### EXERCISE OBJECTIVE
Only the lines that hold "trim" should be in the answer, each copied from the data below.

(Beginning of SUPPLIED DATA)

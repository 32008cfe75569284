//! Core data models for the tracker

use chrono::{DateTime, Utc};
use serde::{Deserialize, Serialize};
use std::collections::BTreeMap;
use std::fmt;
use std::str::FromStr;

/// Measurement profile requested from the upstream API
#[derive(Debug, Clone, Copy, PartialEq, Eq, Hash, PartialOrd, Ord, Serialize, Deserialize)]
#[serde(rename_all = "lowercase")]
pub enum Strategy {
    Mobile,
    Desktop,
}

impl Strategy {
    pub const ALL: [Strategy; 2] = [Strategy::Mobile, Strategy::Desktop];

    pub fn as_str(&self) -> &'static str {
        match self {
            Strategy::Mobile => "mobile",
            Strategy::Desktop => "desktop",
        }
    }
}

impl fmt::Display for Strategy {
    fn fmt(&self, f: &mut fmt::Formatter<'_>) -> fmt::Result {
        f.write_str(self.as_str())
    }
}

impl FromStr for Strategy {
    type Err = String;

    fn from_str(s: &str) -> Result<Self, Self::Err> {
        match s {
            "mobile" => Ok(Strategy::Mobile),
            "desktop" => Ok(Strategy::Desktop),
            other => Err(format!("unknown strategy: {other}")),
        }
    }
}

/// Lab metrics that make up the performance score
#[derive(Debug, Clone, Copy, PartialEq, Eq, Hash, PartialOrd, Ord, Serialize, Deserialize)]
#[serde(rename_all = "lowercase")]
pub enum MetricKey {
    Fcp,
    Si,
    Lcp,
    Tbt,
    Cls,
}

impl MetricKey {
    pub const ALL: [MetricKey; 5] = [
        MetricKey::Fcp,
        MetricKey::Si,
        MetricKey::Lcp,
        MetricKey::Tbt,
        MetricKey::Cls,
    ];

    pub fn as_str(&self) -> &'static str {
        match self {
            MetricKey::Fcp => "fcp",
            MetricKey::Si => "si",
            MetricKey::Lcp => "lcp",
            MetricKey::Tbt => "tbt",
            MetricKey::Cls => "cls",
        }
    }

    /// Lighthouse audit id carrying this metric
    pub fn audit_id(&self) -> &'static str {
        match self {
            MetricKey::Fcp => "first-contentful-paint",
            MetricKey::Si => "speed-index",
            MetricKey::Lcp => "largest-contentful-paint",
            MetricKey::Tbt => "total-blocking-time",
            MetricKey::Cls => "cumulative-layout-shift",
        }
    }

    pub fn label(&self) -> &'static str {
        match self {
            MetricKey::Fcp => "FCP",
            MetricKey::Si => "SI",
            MetricKey::Lcp => "LCP",
            MetricKey::Tbt => "TBT",
            MetricKey::Cls => "CLS",
        }
    }
}

impl fmt::Display for MetricKey {
    fn fmt(&self, f: &mut fmt::Formatter<'_>) -> fmt::Result {
        f.write_str(self.as_str())
    }
}

impl FromStr for MetricKey {
    type Err = String;

    fn from_str(s: &str) -> Result<Self, Self::Err> {
        MetricKey::ALL
            .into_iter()
            .find(|key| key.as_str() == s)
            .ok_or_else(|| format!("unknown metric: {s}"))
    }
}

/// Raw value and upstream score (0-100) for a single metric
#[derive(Debug, Clone, Copy, PartialEq, Serialize, Deserialize)]
pub struct MetricReading {
    pub value: f64,
    pub score: f64,
}

/// One completed probe result
#[derive(Debug, Clone, PartialEq, Serialize, Deserialize)]
#[serde(rename_all = "camelCase")]
pub struct MeasurementSample {
    pub timestamp: DateTime<Utc>,
    pub performance_score: f64,
    pub metrics: BTreeMap<MetricKey, MetricReading>,
    #[serde(default, skip_serializing_if = "Option::is_none")]
    pub source_fetch_time: Option<String>,
}

impl MeasurementSample {
    /// Reading for a metric; every stored sample carries all five
    pub fn metric(&self, key: MetricKey) -> Option<&MetricReading> {
        self.metrics.get(&key)
    }

    /// Whether every required metric is present
    pub fn is_complete(&self) -> bool {
        MetricKey::ALL.iter().all(|key| self.metrics.contains_key(key))
    }
}

#[cfg(test)]
mod tests {
    use super::*;

    #[test]
    fn test_strategy_roundtrip_names() {
        assert_eq!("mobile".parse::<Strategy>().unwrap(), Strategy::Mobile);
        assert_eq!(Strategy::Desktop.to_string(), "desktop");
        assert!("tablet".parse::<Strategy>().is_err());
    }

    #[test]
    fn test_metric_key_serializes_lowercase() {
        let json = serde_json::to_string(&MetricKey::Lcp).unwrap();
        assert_eq!(json, "\"lcp\"");
        assert_eq!("tbt".parse::<MetricKey>().unwrap(), MetricKey::Tbt);
    }

    #[test]
    fn test_sample_completeness() {
        let mut metrics = BTreeMap::new();
        for key in MetricKey::ALL {
            metrics.insert(key, MetricReading { value: 1.0, score: 100.0 });
        }
        let mut sample = MeasurementSample {
            timestamp: Utc::now(),
            performance_score: 99.0,
            metrics,
            source_fetch_time: None,
        };
        assert!(sample.is_complete());

        sample.metrics.remove(&MetricKey::Cls);
        assert!(!sample.is_complete());
    }
}
//! Process-wide tracker registry
//!
//! Holds every tracker keyed by canonical URL plus the explicit display order
//! and the settings shared by all cycles. The scheduler wraps a registry in a
//! lock; nothing here is async.

use super::state::{Phase, Tracker};
use crate::models::MetricKey;
use crate::persistence::{RegistrySnapshot, TrackerRecord};
use serde::{Deserialize, Serialize};
use std::collections::HashMap;
use std::time::Duration;
use url::Url;

/// Poll interval floor and default
pub const MIN_POLL_INTERVAL_SECS: u64 = 60;

/// Settings read by every cycle
#[derive(Debug, Clone, PartialEq, Serialize, Deserialize)]
pub struct Settings {
    pub api_key: String,
    pub poll_interval_secs: u64,
}

impl Default for Settings {
    fn default() -> Self {
        Self {
            api_key: String::new(),
            poll_interval_secs: MIN_POLL_INTERVAL_SECS,
        }
    }
}

impl Settings {
    pub fn poll_interval(&self) -> Duration {
        Duration::from_secs(self.poll_interval_secs.max(MIN_POLL_INTERVAL_SECS))
    }

    pub fn has_api_key(&self) -> bool {
        !self.api_key.trim().is_empty()
    }
}

/// Column the comparison view is sorted by
#[derive(Debug, Clone, Copy, PartialEq, Eq, Default, Serialize, Deserialize)]
#[serde(rename_all = "lowercase")]
pub enum SortColumn {
    /// Explicit display order
    #[default]
    Order,
    Url,
    Score,
    Confidence,
    Samples,
    Metric(MetricKey),
}

#[derive(Debug, Clone, Copy, PartialEq, Eq, Default, Serialize, Deserialize)]
#[serde(rename_all = "lowercase")]
pub enum SortDirection {
    #[default]
    Asc,
    Desc,
}

#[derive(Debug, Clone, Copy, PartialEq, Eq, Default, Serialize, Deserialize)]
pub struct SortState {
    pub column: SortColumn,
    pub direction: SortDirection,
}

/// Parse and canonicalize a tracked URL; only http(s) with a host is accepted
pub fn normalize_url(raw: &str) -> Option<String> {
    let url = Url::parse(raw.trim()).ok()?;
    if !matches!(url.scheme(), "http" | "https") || url.host_str().is_none() {
        return None;
    }
    Some(url.to_string())
}

#[derive(Debug, Default)]
pub struct Registry {
    trackers: HashMap<String, Tracker>,
    order: Vec<String>,
    settings: Settings,
    baseline: Option<String>,
    sort: SortState,
    next_id: u64,
}

impl Registry {
    pub fn new(settings: Settings) -> Self {
        Self {
            settings,
            ..Default::default()
        }
    }

    pub fn settings(&self) -> &Settings {
        &self.settings
    }

    pub fn set_settings(&mut self, settings: Settings) {
        self.settings = settings;
    }

    pub fn len(&self) -> usize {
        self.trackers.len()
    }

    pub fn is_empty(&self) -> bool {
        self.trackers.is_empty()
    }

    pub fn contains(&self, url: &str) -> bool {
        self.trackers.contains_key(url)
    }

    pub fn get(&self, url: &str) -> Option<&Tracker> {
        self.trackers.get(url)
    }

    pub fn get_mut(&mut self, url: &str) -> Option<&mut Tracker> {
        self.trackers.get_mut(url)
    }

    /// Insert a new paused tracker; `None` if the URL is already tracked
    pub fn insert(&mut self, url: String, label: Option<String>) -> Option<&mut Tracker> {
        if self.trackers.contains_key(&url) {
            return None;
        }
        self.next_id += 1;
        let tracker = Tracker::new(self.next_id, url.clone(), label);
        self.order.push(url.clone());
        Some(self.trackers.entry(url).or_insert(tracker))
    }

    /// Remove a tracker, cancelling its pending timer
    pub fn remove(&mut self, url: &str) -> Option<Tracker> {
        let mut tracker = self.trackers.remove(url)?;
        tracker.cancel_timer();
        self.order.retain(|u| u != url);
        if self.baseline.as_deref() == Some(url) {
            self.baseline = None;
        }
        Some(tracker)
    }

    /// Tracked URLs in display order
    pub fn urls(&self) -> Vec<String> {
        self.order.clone()
    }

    /// Trackers in display order
    pub fn iter(&self) -> impl Iterator<Item = &Tracker> {
        self.order.iter().filter_map(|url| self.trackers.get(url))
    }

    /// Move a tracker to `index` in the display order (clamped)
    pub fn move_to(&mut self, url: &str, index: usize) -> bool {
        let Some(position) = self.order.iter().position(|u| u == url) else {
            return false;
        };
        let entry = self.order.remove(position);
        let index = index.min(self.order.len());
        self.order.insert(index, entry);
        true
    }

    pub fn baseline(&self) -> Option<&str> {
        self.baseline.as_deref()
    }

    /// Select the baseline; must name a tracked URL
    pub fn set_baseline(&mut self, url: Option<String>) -> bool {
        match url {
            Some(url) if !self.trackers.contains_key(&url) => false,
            other => {
                self.baseline = other;
                true
            }
        }
    }

    pub fn sort(&self) -> SortState {
        self.sort
    }

    pub fn set_sort(&mut self, sort: SortState) {
        self.sort = sort;
    }

    /// Capture the persistable state
    pub fn snapshot(&self) -> RegistrySnapshot {
        RegistrySnapshot {
            api_key: self.settings.api_key.clone(),
            poll_interval_secs: self.settings.poll_interval_secs,
            trackers: self.iter().map(TrackerRecord::from_tracker).collect(),
            order: self.order.clone(),
            baseline: self.baseline.clone(),
            sort: self.sort,
        }
    }

    /// Rebuild from a snapshot
    ///
    /// Duplicate URLs keep the first record. Phases that only make sense while
    /// a cycle is live are not trusted: running trackers come back queued and
    /// must be resumed by the scheduler.
    pub fn from_snapshot(snapshot: RegistrySnapshot) -> Self {
        let mut registry = Registry::new(Settings {
            api_key: snapshot.api_key,
            poll_interval_secs: snapshot.poll_interval_secs.max(MIN_POLL_INTERVAL_SECS),
        });

        let mut loaded = Vec::new();
        for record in snapshot.trackers {
            let Some(url) = normalize_url(&record.url) else {
                continue;
            };
            if registry.trackers.contains_key(&url) {
                continue;
            }
            registry.next_id += 1;
            let mut tracker = Tracker::new(registry.next_id, url.clone(), record.label);
            tracker.running = record.running;
            tracker.phase = if record.running {
                Phase::Queued
            } else {
                Phase::Paused
            };
            tracker.history = record.history;
            tracker.last_error = record.last_error;
            tracker.pause_reason = record.pause_reason;
            tracker.auto_pause_armed = record.auto_pause_armed;
            registry.trackers.insert(url.clone(), tracker);
            loaded.push(url);
        }

        let mut order: Vec<String> = Vec::with_capacity(loaded.len());
        for url in snapshot.order.iter().filter_map(|u| normalize_url(u)) {
            if registry.trackers.contains_key(&url) && !order.contains(&url) {
                order.push(url);
            }
        }
        for url in loaded {
            if !order.contains(&url) {
                order.push(url);
            }
        }
        registry.order = order;

        registry.baseline = snapshot
            .baseline
            .and_then(|u| normalize_url(&u))
            .filter(|u| registry.trackers.contains_key(u));
        registry.sort = snapshot.sort;

        registry
    }
}

#[cfg(test)]
mod tests {
    use super::*;

    #[test]
    fn test_normalize_url() {
        assert_eq!(
            normalize_url(" https://Example.com ").as_deref(),
            Some("https://example.com/")
        );
        assert_eq!(normalize_url("not a url"), None);
        assert_eq!(normalize_url("ftp://example.com/"), None);
        assert_eq!(normalize_url("mailto:someone@example.com"), None);
    }

    #[test]
    fn test_insert_rejects_duplicates() {
        let mut registry = Registry::default();
        assert!(registry.insert("https://a.test/".into(), None).is_some());
        assert!(registry.insert("https://a.test/".into(), None).is_none());
        assert_eq!(registry.len(), 1);
    }

    #[test]
    fn test_remove_clears_order_and_baseline() {
        let mut registry = Registry::default();
        registry.insert("https://a.test/".into(), None);
        registry.insert("https://b.test/".into(), None);
        assert!(registry.set_baseline(Some("https://a.test/".into())));

        assert!(registry.remove("https://a.test/").is_some());
        assert_eq!(registry.urls(), vec!["https://b.test/".to_string()]);
        assert_eq!(registry.baseline(), None);
        assert!(registry.remove("https://a.test/").is_none());
    }

    #[test]
    fn test_move_to_reorders() {
        let mut registry = Registry::default();
        for url in ["https://a.test/", "https://b.test/", "https://c.test/"] {
            registry.insert(url.into(), None);
        }

        assert!(registry.move_to("https://c.test/", 0));
        assert_eq!(
            registry.urls(),
            vec!["https://c.test/", "https://a.test/", "https://b.test/"]
        );
        assert!(registry.move_to("https://c.test/", 99));
        assert_eq!(registry.urls()[2], "https://c.test/");
        assert!(!registry.move_to("https://missing.test/", 0));
    }

    #[test]
    fn test_baseline_must_be_tracked() {
        let mut registry = Registry::default();
        assert!(!registry.set_baseline(Some("https://a.test/".into())));
        assert!(registry.set_baseline(None));
    }

    #[test]
    fn test_poll_interval_floor() {
        let settings = Settings {
            api_key: "k".into(),
            poll_interval_secs: 5,
        };
        assert_eq!(settings.poll_interval(), Duration::from_secs(60));
        assert!(settings.has_api_key());
        assert!(!Settings::default().has_api_key());
    }

    #[test]
    fn test_snapshot_restore_keeps_order_and_running() {
        let mut registry = Registry::new(Settings {
            api_key: "key".into(),
            poll_interval_secs: 120,
        });
        registry.insert("https://a.test/".into(), Some("A".into()));
        registry.insert("https://b.test/".into(), None);
        registry.move_to("https://b.test/", 0);
        registry.get_mut("https://a.test/").unwrap().start();
        registry.set_baseline(Some("https://a.test/".into()));

        let restored = Registry::from_snapshot(registry.snapshot());

        assert_eq!(restored.urls(), vec!["https://b.test/", "https://a.test/"]);
        assert_eq!(restored.settings().poll_interval_secs, 120);
        assert_eq!(restored.baseline(), Some("https://a.test/"));
        let a = restored.get("https://a.test/").unwrap();
        assert!(a.is_running());
        assert_eq!(a.phase(), Phase::Queued);
        assert_eq!(a.label(), Some("A"));
        assert_eq!(restored.get("https://b.test/").unwrap().phase(), Phase::Paused);
    }
}
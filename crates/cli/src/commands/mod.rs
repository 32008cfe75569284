//! Subcommand implementations

pub mod report;
pub mod settings;
pub mod trackers;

(End of SUPPLIED DATA)

### ANSWER TO THE EXERCISE
        !self.api_key.trim().is_empty()
    let url = Url::parse(raw.trim()).ok()?;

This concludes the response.